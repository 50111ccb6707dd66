//! Key-holder proxies: handshakes, firewall decisions and signatures made by
//! an endpoint on behalf of the relay's DHT node.

use std::time::Duration;
use tokio::io::{AsyncReadExt, AsyncWriteExt};
use wisp_core::Message;
use wisp_crypto::hash::SignNamespace;
use wisp_crypto::{HandshakeHash, HandshakeResult, KeyPair, NoiseHandshake};
use wisp_discovery::relay::error::{PEER_CONNECTION_FAILED, SIGNATURE_UNAVAILABLE};
use wisp_discovery::relay::signing::SignatureRequest;
use wisp_discovery::relay::{BoxError, ConnectOptions, RelayClient, RelayError, ServerOptions, firewall_fn};
use wisp_integration_tests::{RelayFixture, next_message, within};

/// Connect `initiator` to `responder` through `fixture` and return the
/// transcript hash each endpoint observed
async fn relayed_hashes(
    fixture: &mut RelayFixture,
    initiator: ConnectOptions,
    responder: ServerOptions,
) -> (HandshakeHash, HandshakeHash) {
    let a: RelayClient = fixture.client();
    let b: RelayClient = fixture.client();
    let mut server = within(a.listen(responder)).await.unwrap();
    let stream = within(b.connect(server.public_key(), initiator)).await.unwrap();
    let near = within(stream.opened()).await.unwrap();
    let accepted = within(server.accept()).await.unwrap();
    let far = within(accepted.opened()).await.unwrap();
    (near.handshake_hash.unwrap(), far.handshake_hash.unwrap())
}

/// Handshake between two local parties, no relay involved
fn direct_handshake(initiator: &KeyPair, responder: &KeyPair) -> (HandshakeResult, HandshakeResult) {
    let mut init = NoiseHandshake::initiator(initiator, &responder.public_key).unwrap();
    let mut resp = NoiseHandshake::responder(responder).unwrap();
    let msg1 = init.send(&[]).unwrap();
    resp.recv(&msg1).unwrap();
    let msg2 = resp.send(&[]).unwrap();
    init.recv(&msg2).unwrap();
    (init.result().unwrap().clone(), resp.result().unwrap().clone())
}

fn assert_paired(initiator: &HandshakeResult, responder: &HandshakeResult) {
    assert_eq!(initiator.hash, responder.hash);
    assert_eq!(initiator.tx, responder.rx);
    assert_eq!(initiator.rx, responder.tx);
    assert_eq!(initiator.remote_id, responder.stream_id);
    assert_eq!(initiator.stream_id, responder.remote_id);
    assert_eq!(initiator.holepunch_secret, responder.holepunch_secret);
}

// ============================================================================
// Handshake Proxy
// ============================================================================

/// Ephemeral keys make every transcript unique, so equivalence is checked by
/// pairing a proxied half with a direct half and by deriving both sides'
/// values from the relayed hash exactly as a direct handshake does.
#[tokio::test]
async fn test_proxied_handshake_matches_direct() {
    let initiator = KeyPair::generate();
    let responder = KeyPair::generate();

    let (direct_init, direct_resp) = direct_handshake(&initiator, &responder);
    assert_paired(&direct_init, &direct_resp);
    let rederived = HandshakeResult::from_hash(true, initiator.public_key, responder.public_key, direct_init.hash);
    assert_eq!(rederived, direct_init);

    for (initiator_custodial, responder_custodial) in [(false, true), (true, false), (false, false)] {
        let mut fixture = RelayFixture::new();
        let (near, far) = relayed_hashes(
            &mut fixture,
            ConnectOptions::new(initiator.clone()).custodial(initiator_custodial),
            ServerOptions::new(responder.clone()).custodial(responder_custodial),
        )
        .await;
        assert_eq!(near, far, "custodial: {initiator_custodial}/{responder_custodial}");

        let init = HandshakeResult::from_hash(true, initiator.public_key, responder.public_key, near);
        let resp = HandshakeResult::from_hash(false, responder.public_key, initiator.public_key, far);
        assert_paired(&init, &resp);
    }
}

#[tokio::test]
async fn test_relay_never_sees_secret_key() {
    let mut fixture = RelayFixture::new();
    let (relay, mut events) = fixture.raw();
    let b = fixture.client();
    let key = KeyPair::generate();

    relay
        .send(Message::Listen {
            alias: 2,
            public_key: key.public_key,
            secret_key: None,
            firewall: false,
        })
        .unwrap();
    assert!(matches!(next_message(&mut events).await, Message::Listening { alias: 2, .. }));

    // the raw endpoint holds the key and answers the relay's Noise steps itself
    let initiator = KeyPair::generate();
    let stream = within(b.connect(key.public_key, ConnectOptions::new(initiator.clone()))).await.unwrap();
    let mut handshake = NoiseHandshake::responder(&key).unwrap();

    let (id, msg1) = match next_message(&mut events).await {
        Message::NoiseReceive {
            is_initiator: false,
            id,
            alias: 2,
            data,
        } => (id, data),
        other => panic!("unexpected {other:?}"),
    };
    let payload = handshake.recv(&msg1).unwrap();
    relay
        .send(Message::NoiseReply {
            id,
            data: payload,
            complete: false,
            handshake_hash: None,
            remote_id: None,
            holepunch_secret: None,
            remote_public_key: handshake.remote_public_key().copied(),
            error: None,
        })
        .unwrap();

    match next_message(&mut events).await {
        Message::NoiseSend {
            is_initiator: false,
            id: step,
            alias: 2,
            ..
        } => assert_eq!(step, id),
        other => panic!("unexpected {other:?}"),
    }
    let msg2 = handshake.send(&[]).unwrap();
    let result = handshake.result().unwrap().clone();
    relay
        .send(Message::NoiseReply {
            id,
            data: msg2,
            complete: true,
            handshake_hash: Some(result.hash),
            remote_id: Some(result.remote_id),
            holepunch_secret: Some(result.holepunch_secret),
            remote_public_key: Some(result.remote_public_key),
            error: None,
        })
        .unwrap();

    let info = within(stream.opened()).await.unwrap();
    assert_eq!(info.handshake_hash, Some(result.hash));
    match next_message(&mut events).await {
        Message::Connection {
            server_alias: 2,
            remote_public_key,
            handshake_hash,
            ..
        } => {
            assert_eq!(remote_public_key, initiator.public_key);
            assert_eq!(handshake_hash, result.hash);
        }
        other => panic!("unexpected {other:?}"),
    }
}

#[tokio::test]
async fn test_handshake_error_fails_connect() {
    let mut fixture = RelayFixture::new();
    let (relay, mut events) = fixture.raw();
    let b = fixture.client();
    let key = KeyPair::generate();

    relay
        .send(Message::Listen {
            alias: 2,
            public_key: key.public_key,
            secret_key: None,
            firewall: false,
        })
        .unwrap();
    assert!(matches!(next_message(&mut events).await, Message::Listening { .. }));

    let stream = within(b.connect(key.public_key, ConnectOptions::new(KeyPair::generate()))).await.unwrap();
    let id = match next_message(&mut events).await {
        Message::NoiseReceive { id, .. } => id,
        other => panic!("unexpected {other:?}"),
    };
    relay
        .send(Message::NoiseReply {
            id,
            data: Vec::new(),
            complete: false,
            handshake_hash: None,
            remote_id: None,
            holepunch_secret: None,
            remote_public_key: None,
            error: Some("decrypt failed".to_string()),
        })
        .unwrap();

    let err = within(stream.opened()).await.unwrap_err();
    assert_eq!(err.to_string(), PEER_CONNECTION_FAILED);
}

// ============================================================================
// Firewall Proxy
// ============================================================================

async fn connect_through_firewall(firewall: ServerOptions) -> RelayError {
    let mut fixture = RelayFixture::new();
    let a = fixture.client();
    let b = fixture.client();
    let server_key = firewall.key_pair.public_key;
    let _server = within(b.listen(firewall)).await.unwrap();

    let stream = within(a.connect(server_key, ConnectOptions::new(KeyPair::generate())))
        .await
        .unwrap();
    within(stream.opened()).await.unwrap_err()
}

#[tokio::test]
async fn test_failing_firewall_denies() {
    let options = ServerOptions::new(KeyPair::generate())
        .firewall(firewall_fn(|_, _| Err(BoxError::from("policy store unavailable"))));
    let err = connect_through_firewall(options).await;
    assert!(matches!(err, RelayError::ConnectionFailed));
    assert_eq!(err.to_string(), PEER_CONNECTION_FAILED);
}

#[tokio::test]
async fn test_panicking_firewall_denies() {
    let options = ServerOptions::new(KeyPair::generate()).firewall(firewall_fn(|_, _| panic!("firewall bug")));
    let err = connect_through_firewall(options).await;
    assert_eq!(err.to_string(), PEER_CONNECTION_FAILED);
}

#[tokio::test]
async fn test_custodial_server_firewall_runs_on_endpoint() {
    let options = ServerOptions::new(KeyPair::generate())
        .custodial(true)
        .firewall(firewall_fn(|_, _| Ok(true)));
    let err = connect_through_firewall(options).await;
    assert!(matches!(err, RelayError::ConnectionFailed));
}

#[tokio::test]
async fn test_slow_firewall_does_not_block_other_streams() {
    let mut fixture = RelayFixture::new();
    let a = fixture.client();
    let b = fixture.client();

    let slow = KeyPair::generate();
    let _slow_server = within(b.listen(ServerOptions::new(slow.clone()).firewall(firewall_fn(|_, _| {
        std::thread::sleep(Duration::from_millis(300));
        Ok(false)
    }))))
    .await
    .unwrap();
    let fast = KeyPair::generate();
    let mut fast_server = within(b.listen(ServerOptions::new(fast.clone()))).await.unwrap();

    let pending = within(a.connect(slow.public_key, ConnectOptions::new(KeyPair::generate())))
        .await
        .unwrap();
    let mut stream = within(a.connect(fast.public_key, ConnectOptions::new(KeyPair::generate())))
        .await
        .unwrap();
    stream.write_all(b"quick").await.unwrap();
    let mut accepted = within(fast_server.accept()).await.unwrap();
    let mut buf = [0u8; 5];
    within(accepted.read_exact(&mut buf)).await.unwrap();
    assert_eq!(&buf, b"quick");

    within(pending.opened()).await.unwrap();
}

// ============================================================================
// Signing Proxy
// ============================================================================

#[tokio::test]
async fn test_announce_signed_by_endpoint() {
    let mut fixture = RelayFixture::new();
    let (relay, mut events) = fixture.raw();
    let key = KeyPair::generate();
    let target = [0x33u8; 32];

    relay
        .send(Message::Announce {
            id: 1,
            target,
            public_key: key.public_key,
            secret_key: None,
        })
        .unwrap();

    let request = match next_message(&mut events).await {
        message @ Message::SignAnnounce { signee: 1, .. } => SignatureRequest::from_message(message).unwrap(),
        other => panic!("unexpected {other:?}"),
    };
    assert_eq!(request.namespace, SignNamespace::Announce);
    assert!(request.relay_addresses.is_empty());
    relay.send(request.reply(Ok(request.sign(&key, &target).unwrap()))).unwrap();

    match next_message(&mut events).await {
        Message::Result { id: 1, reply } => assert_eq!(reply.peers[0].public_key, key.public_key),
        other => panic!("unexpected {other:?}"),
    }
    assert!(matches!(next_message(&mut events).await, Message::Finished { id: 1, error: None }));
    assert_eq!(fixture.swarm.records(&target).len(), 1);
}

#[tokio::test]
async fn test_refused_signature_fails_announce() {
    let mut fixture = RelayFixture::new();
    let (relay, mut events) = fixture.raw();
    let key = KeyPair::generate();
    let target = [0x34u8; 32];

    relay
        .send(Message::Announce {
            id: 7,
            target,
            public_key: key.public_key,
            secret_key: None,
        })
        .unwrap();
    let id = match next_message(&mut events).await {
        Message::SignAnnounce { id, signee: 7, .. } => id,
        other => panic!("unexpected {other:?}"),
    };
    relay
        .send(Message::Signature {
            id,
            signature: None,
            error: Some("user declined".to_string()),
        })
        .unwrap();

    match next_message(&mut events).await {
        Message::Finished { id: 7, error } => {
            assert_eq!(error.as_deref(), Some(SIGNATURE_UNAVAILABLE));
        }
        other => panic!("unexpected {other:?}"),
    }
    assert!(fixture.swarm.records(&target).is_empty());
}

### REQUIRED ACTION
Scan the material above for the word "NoiseHandshake", and copy each line where it appears.

### REPLY
use wisp_crypto::{HandshakeHash, HandshakeResult, KeyPair, NoiseHandshake};
    let mut init = NoiseHandshake::initiator(initiator, &responder.public_key).unwrap();
    let mut resp = NoiseHandshake::responder(responder).unwrap();
    let mut handshake = NoiseHandshake::responder(&key).unwrap();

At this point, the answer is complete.